Description of the task
Could every line of the data be copied out once more, exactly?

Data for review
use super::*;

/// Tests updating a scout's fields, contacts and groups.
///
/// Expected: Ok with replaced children and incremented version
#[tokio::test]
async fn replaces_contacts_and_groups() -> Result<(), DbErr> {
    let test = TestBuilder::new().with_scout_tables().build().await.unwrap();
    let db = test.db.as_ref().unwrap();

    let old_group = factory::create_group(db).await?;
    let new_group = factory::create_group(db).await?;

    let repo = ScoutRepository::new(db);
    let created = repo
        .create(create_params(
            "John Doe",
            vec![contact("Mary"), contact("Adam")],
            vec![old_group.id],
        ))
        .await?;

    let mut params = update_params(
        created.id,
        created.version,
        create_params("John D.", vec![contact("Zoe")], vec![new_group.id]),
    );
    params.address = "Birkenallee 9".to_string();

    let updated = repo.update(params).await?;

    assert_eq!(updated.version, 1);
    assert_eq!(updated.name, "John D.");
    assert_eq!(updated.address, "Birkenallee 9");
    assert_eq!(updated.contacts.len(), 1);
    assert_eq!(updated.contacts[0].name, "Zoe");
    assert_eq!(updated.groups.len(), 1);
    assert_eq!(updated.groups[0].id, new_group.id);
    assert_eq!(entity::prelude::ScoutContact::find().count(db).await?, 1);

    Ok(())
}

/// Tests updating a scout with an outdated version.
///
/// Verifies that neither the row nor its contacts change.
///
/// Expected: Err(RecordNotUpdated)
#[tokio::test]
async fn rejects_stale_version() -> Result<(), DbErr> {
    let test = TestBuilder::new().with_scout_tables().build().await.unwrap();
    let db = test.db.as_ref().unwrap();

    let repo = ScoutRepository::new(db);
    let created = repo
        .create(create_params("John Doe", vec![contact("Mary")], vec![]))
        .await?;

    repo.update(update_params(
        created.id,
        0,
        create_params("First", vec![contact("Mary")], vec![]),
    ))
    .await?;

    let result = repo
        .update(update_params(
            created.id,
            0,
            create_params("Second", vec![contact("Other")], vec![]),
        ))
        .await;

    assert!(matches!(result, Err(DbErr::RecordNotUpdated)));

    let stored = repo.find_by_id(created.id).await?.unwrap();
    assert_eq!(stored.name, "First");
    assert_eq!(stored.version, 1);
    assert_eq!(stored.contacts[0].name, "Mary");

    Ok(())
}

Solution to the exercise
use super::*;

/// Tests updating a scout's fields, contacts and groups.
///
/// Expected: Ok with replaced children and incremented version
#[tokio::test]
async fn replaces_contacts_and_groups() -> Result<(), DbErr> {
    let test = TestBuilder::new().with_scout_tables().build().await.unwrap();
    let db = test.db.as_ref().unwrap();

    let old_group = factory::create_group(db).await?;
    let new_group = factory::create_group(db).await?;

    let repo = ScoutRepository::new(db);
    let created = repo
        .create(create_params(
            "John Doe",
            vec![contact("Mary"), contact("Adam")],
            vec![old_group.id],
        ))
        .await?;

    let mut params = update_params(
        created.id,
        created.version,
        create_params("John D.", vec![contact("Zoe")], vec![new_group.id]),
    );
    params.address = "Birkenallee 9".to_string();

    let updated = repo.update(params).await?;

    assert_eq!(updated.version, 1);
    assert_eq!(updated.name, "John D.");
    assert_eq!(updated.address, "Birkenallee 9");
    assert_eq!(updated.contacts.len(), 1);
    assert_eq!(updated.contacts[0].name, "Zoe");
    assert_eq!(updated.groups.len(), 1);
    assert_eq!(updated.groups[0].id, new_group.id);
    assert_eq!(entity::prelude::ScoutContact::find().count(db).await?, 1);

    Ok(())
}

/// Tests updating a scout with an outdated version.
///
/// Verifies that neither the row nor its contacts change.
///
/// Expected: Err(RecordNotUpdated)
#[tokio::test]
async fn rejects_stale_version() -> Result<(), DbErr> {
    let test = TestBuilder::new().with_scout_tables().build().await.unwrap();
    let db = test.db.as_ref().unwrap();

    let repo = ScoutRepository::new(db);
    let created = repo
        .create(create_params("John Doe", vec![contact("Mary")], vec![]))
        .await?;

    repo.update(update_params(
        created.id,
        0,
        create_params("First", vec![contact("Mary")], vec![]),
    ))
    .await?;

    let result = repo
        .update(update_params(
            created.id,
            0,
            create_params("Second", vec![contact("Other")], vec![]),
        ))
        .await;

    assert!(matches!(result, Err(DbErr::RecordNotUpdated)));

    let stored = repo.find_by_id(created.id).await?.unwrap();
    assert_eq!(stored.name, "First");
    assert_eq!(stored.version, 1);
    assert_eq!(stored.contacts[0].name, "Mary");

    Ok(())
}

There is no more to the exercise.